=== Begin Enclosure ===
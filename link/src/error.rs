//! Error types for hbase-link.

use thiserror::Error;

/// Result type for hbase-link operations
pub type Result<T> = std::result::Result<T, HBaseLinkError>;

/// Errors that can occur while talking to the HBase REST gateway
#[derive(Debug, Clone, Error)]
pub enum HBaseLinkError {
    /// A required scan option (the table name) is absent or empty
    #[error("Missing required option \"{0}\"")]
    MissingRequiredOption(String),

    /// A scanner operation was invoked in a phase that does not allow it
    #[error("Protocol violation: {0}")]
    ProtocolViolation(String),

    /// The underlying put/get/delete call failed
    #[error("Transport error: {0}")]
    TransportError(String),

    /// The gateway answered with a non-success status
    #[error("Server error ({status_code}): {message}")]
    ServerError { status_code: u16, message: String },

    /// A filter leaf carries a value that cannot be encoded
    #[error("Invalid filter: {0}")]
    InvalidFilter(String),

    /// A value is not representable in the requested encoding
    #[error("Encoding error: {0}")]
    EncodingError(String),

    #[error("Serialization error: {0}")]
    SerializationError(String),

    #[error("Configuration error: {0}")]
    ConfigurationError(String),

    #[error("Timeout: {0}")]
    TimeoutError(String),
}

impl HBaseLinkError {
    /// True for errors raised by the transport collaborator rather than by the
    /// scanner itself.
    pub fn is_transport(&self) -> bool {
        matches!(
            self,
            Self::TransportError(_) | Self::ServerError { .. } | Self::TimeoutError(_)
        )
    }
}

impl From<reqwest::Error> for HBaseLinkError {
    fn from(err: reqwest::Error) -> Self {
        if err.is_timeout() {
            HBaseLinkError::TimeoutError(err.to_string())
        } else {
            HBaseLinkError::TransportError(err.to_string())
        }
    }
}

impl From<serde_json::Error> for HBaseLinkError {
    fn from(err: serde_json::Error) -> Self {
        HBaseLinkError::SerializationError(err.to_string())
    }
}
=== End Enclosure ===
* Work request: Output the whole listing word for word.

* Response to the exercise:
filename link/src/error.rs
//! Error types for hbase-link.

use thiserror::Error;

/// Result type for hbase-link operations
pub type Result<T> = std::result::Result<T, HBaseLinkError>;

/// Errors that can occur while talking to the HBase REST gateway
#[derive(Debug, Clone, Error)]
pub enum HBaseLinkError {
    /// A required scan option (the table name) is absent or empty
    #[error("Missing required option \"{0}\"")]
    MissingRequiredOption(String),

    /// A scanner operation was invoked in a phase that does not allow it
    #[error("Protocol violation: {0}")]
    ProtocolViolation(String),

    /// The underlying put/get/delete call failed
    #[error("Transport error: {0}")]
    TransportError(String),

    /// The gateway answered with a non-success status
    #[error("Server error ({status_code}): {message}")]
    ServerError { status_code: u16, message: String },

    /// A filter leaf carries a value that cannot be encoded
    #[error("Invalid filter: {0}")]
    InvalidFilter(String),

    /// A value is not representable in the requested encoding
    #[error("Encoding error: {0}")]
    EncodingError(String),

    #[error("Serialization error: {0}")]
    SerializationError(String),

    #[error("Configuration error: {0}")]
    ConfigurationError(String),

    #[error("Timeout: {0}")]
    TimeoutError(String),
}

impl HBaseLinkError {
    /// True for errors raised by the transport collaborator rather than by the
    /// scanner itself.
    pub fn is_transport(&self) -> bool {
        matches!(
            self,
            Self::TransportError(_) | Self::ServerError { .. } | Self::TimeoutError(_)
        )
    }
}

impl From<reqwest::Error> for HBaseLinkError {
    fn from(err: reqwest::Error) -> Self {
        if err.is_timeout() {
            HBaseLinkError::TimeoutError(err.to_string())
        } else {
            HBaseLinkError::TransportError(err.to_string())
        }
    }
}

impl From<serde_json::Error> for HBaseLinkError {
    fn from(err: serde_json::Error) -> Self {
        HBaseLinkError::SerializationError(err.to_string())
    }
}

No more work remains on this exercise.